Finding my (electric) wheels
Jan 17, 2011
21
0
Sakura/powabyke current

I have just got a sakura s200, it has a rear hub motor that is looks to be the same as powabyke brushed front ones, though only a 20" wheel, it has the same Z in a circle. I popped the controller on a test ride (hill abuse test fail), it is 18A, what current do powabyke/sakura brushed motors survive reliably? I have some big hills around here to haul my 100kg up and was thinking of adding a 2nd motor to the front wheel, but it looks like more peak current to the rear one may do the job?
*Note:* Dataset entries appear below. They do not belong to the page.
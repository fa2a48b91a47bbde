//! `steward check` - validate a catalog without applying it

use anyhow::Result;
use colored::Colorize;
use converge::{Catalog, ResourceRef};
use std::process::ExitCode;

use crate::Context;
use crate::catalog_file;
use crate::cli::CheckArgs;
use crate::ui;

/// Problems found in a catalog
#[derive(Debug, Default)]
struct Findings {
    /// Each cycle with the paths found through it
    cycles: Vec<(Vec<ResourceRef>, Vec<Vec<ResourceRef>>)>,
    /// Resources whose pre-run check failed, with the reason
    failed_checks: Vec<(ResourceRef, String)>,
}

impl Findings {
    fn is_clean(&self) -> bool {
        self.cycles.is_empty() && self.failed_checks.is_empty()
    }
}

fn inspect(catalog: &mut Catalog, max_paths: usize) -> Result<Findings> {
    let graph = catalog.relationship_graph()?;
    let mut findings = Findings::default();

    for cycle in graph.find_cycles_in_graph() {
        let paths = graph.paths_in_cycle(&cycle, max_paths)?;
        findings.cycles.push((cycle, paths));
    }

    for resource in catalog.resources() {
        if let Err(err) = resource.pre_run_check() {
            findings
                .failed_checks
                .push((resource.meta().reference.clone(), format!("{err:#}")));
        }
    }
    Ok(findings)
}

/// Cycles of the catalog as a dot graph, and whether there were any
fn cycles_dot(catalog: &mut Catalog) -> Result<(String, bool)> {
    let graph = catalog.relationship_graph()?;
    let cycles = graph.find_cycles_in_graph();
    Ok((graph.cycles_to_dot(&cycles), !cycles.is_empty()))
}

fn format_path(path: &[ResourceRef]) -> String {
    let joined = path
        .iter()
        .map(ToString::to_string)
        .collect::<Vec<_>>()
        .join(" => ");
    format!("({joined})")
}

pub fn run(ctx: &Context, args: CheckArgs) -> Result<ExitCode> {
    let mut catalog = catalog_file::load_catalog(&args.catalog)?;
    if args.dot {
        let (dot, has_cycles) = cycles_dot(&mut catalog)?;
        print!("{dot}");
        return Ok(if has_cycles { ExitCode::FAILURE } else { ExitCode::SUCCESS });
    }
    let findings = inspect(&mut catalog, args.max_paths)?;

    if findings.is_clean() {
        if !ctx.quiet {
            ui::success(&format!(
                "{}: {} resources, no problems found",
                args.catalog.display(),
                catalog.resource_refs().len()
            ));
        }
        return Ok(ExitCode::SUCCESS);
    }

    if !findings.cycles.is_empty() {
        ui::section(&format!("{} dependency cycle(s)", findings.cycles.len()));
        for (cycle, paths) in &findings.cycles {
            println!("  {} {} resources", "✗".red(), cycle.len());
            for path in paths {
                println!("    {}", format_path(path));
            }
        }
    }
    if !findings.failed_checks.is_empty() {
        ui::section(&format!("{} failed pre-run check(s)", findings.failed_checks.len()));
        for (reference, reason) in &findings.failed_checks {
            ui::kv(&reference.to_string(), reason);
        }
    }
    Ok(ExitCode::FAILURE)
}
I'm going to lash up a stationary torque test with a bench power supply soon but would really like to know what the limits of the motor are before rebuilding/replacing the controller.
 

pictsidhe

Finding my (electric) wheels
Jan 17, 2011
21
0
I measured the thrust earlier, my hi-tech test equipment constited of a stick tied onto the back wheel pushing down on my kitchen scales, 10A multimeter and an old school lab power supply, this is probably accurate to 10%. It was very close to 5N per amp up to the psu limit of 8A, max torque is 22.5Nm at the fitted controllers limit of 18A, resistance was 0.38ohm if my cheapo 2nd meter is accurate. Powabyke motors have a slower wind, extrapolating from mine they should give around 7N per amp, I'll test one next.
To haul me and bike up a 1:7 hill, I need 200N, 40A is probably pushing my luck with the brushes, I'll probably try powabyke innards in my sakura rear hub, 30A and more voltage to get the speed back. It should crawl up a 1:7 at about 5mph, which is somewhat faster and far easier than walking, more tests soon.